WHAT NEEDS TO BE DONE: Restate, word for word, the lines from the opening line of the data through the line containing "container::iwork(data);", both included, and nothing else.

(Data excerpts)
•••
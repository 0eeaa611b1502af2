//! The content-type detection cascade.
//!
//! [`detect`] composes the individual detectors in a fixed order: file
//! extension, magic-byte signatures, then the heuristic probes (ASP, HTML,
//! iWork, ODF flat, Outlook, OOXML containers). Later stages rely on the
//! hypotheses of earlier ones; no stage ever removes a hypothesis, so the
//! highest recorded confidence is monotonically non-decreasing across
//! repeated calls.

pub mod by_file_extension;
pub mod by_signature;
#[cfg(feature = "office")]
pub mod container;
pub mod probes;

use crate::data_source::DataSource;
use crate::message::{Continuation, Message};

pub use by_signature::AllowMultiple;

/// Run the full detection cascade over `data`.
pub fn detect(data: &mut DataSource) {
    by_file_extension::detect(data);
    by_signature::detect(data, AllowMultiple(false));
    probes::asp(data);
    probes::html(data);
    #[cfg(feature = "office")]
    container::iwork(data);
    probes::odf_flat(data);
    probes::outlook(data);
    #[cfg(feature = "office")]
    container::ooxml(data);
}

/// Chain element running the full cascade on passing data sources.
pub struct Detector;

impl crate::chain::ChainElement for Detector {
    fn process(
        &mut self,
        message: Message,
        callbacks: &mut crate::chain::MessageCallbacks<'_>,
    ) -> crate::error::Result<Continuation> {
        match message {
            Message::Data(mut data) => {
                detect(&mut data);
                tracing::debug!(
                    highest = data.highest_mime_type_confidence(),
                    "content type cascade finished"
                );
                callbacks.further(Message::Data(data))
            }
            other => callbacks.further(other),
        }
    }

    fn name(&self) -> &'static str {
        "content-type-detector"
    }
}

#[cfg(test)]
mod tests {
    use super::*;
    use crate::data_source::FileExtension;
    use crate::mime::{self, MimeType, confidence};

    #[test]
    fn test_cascade_html_scenario() {
        // Signature stage sees the tag, the HTML probe escalates it.
        let mut data =
            DataSource::from_static_bytes(b"<html><body><p>Hello <b>World</b></p></body></html>");
        detect(&mut data);
        assert_eq!(
            data.mime_type_confidence(&MimeType::from(mime::HTML_MIME_TYPE)),
            confidence::HIGHEST
        );
    }

    #[test]
    fn test_cascade_unknown_bytes() {
        let mut data = DataSource::from_static_bytes(&[0x00, 0x01, 0x02, 0x7F]);
        detect(&mut data);
        assert_eq!(data.highest_mime_type_confidence(), 0);
    }

    #[test]
    fn test_cascade_monotonic_over_repeats() {
        let mut data = DataSource::from_static_bytes(b"%PDF-1.7")
            .with_file_extension(FileExtension::new("pdf"));
        detect(&mut data);
        let first = data.highest_mime_type_confidence();
        detect(&mut data);
        assert!(data.highest_mime_type_confidence() >= first);
    }

    #[test]
    fn test_extension_and_signature_agree() {
        let mut data = DataSource::from_static_bytes(b"%PDF-1.4 ...")
            .with_file_extension(FileExtension::new("pdf"));
        detect(&mut data);
        assert_eq!(
            data.mime_type_confidence(&MimeType::from(mime::PDF_MIME_TYPE)),
            confidence::HIGHEST
        );
        assert!(data.has_highest_confidence_mime_type_in(&[MimeType::from(mime::PDF_MIME_TYPE)]));
    }
}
•••
OUTPUT BELOW:
repository 0eeaa611b1502af2
//! The content-type detection cascade.
//!
//! [`detect`] composes the individual detectors in a fixed order: file
//! extension, magic-byte signatures, then the heuristic probes (ASP, HTML,
//! iWork, ODF flat, Outlook, OOXML containers). Later stages rely on the
//! hypotheses of earlier ones; no stage ever removes a hypothesis, so the
//! highest recorded confidence is monotonically non-decreasing across
//! repeated calls.

pub mod by_file_extension;
pub mod by_signature;
#[cfg(feature = "office")]
pub mod container;
pub mod probes;

use crate::data_source::DataSource;
use crate::message::{Continuation, Message};

pub use by_signature::AllowMultiple;

/// Run the full detection cascade over `data`.
pub fn detect(data: &mut DataSource) {
    by_file_extension::detect(data);
    by_signature::detect(data, AllowMultiple(false));
    probes::asp(data);
    probes::html(data);
    #[cfg(feature = "office")]
    container::iwork(data);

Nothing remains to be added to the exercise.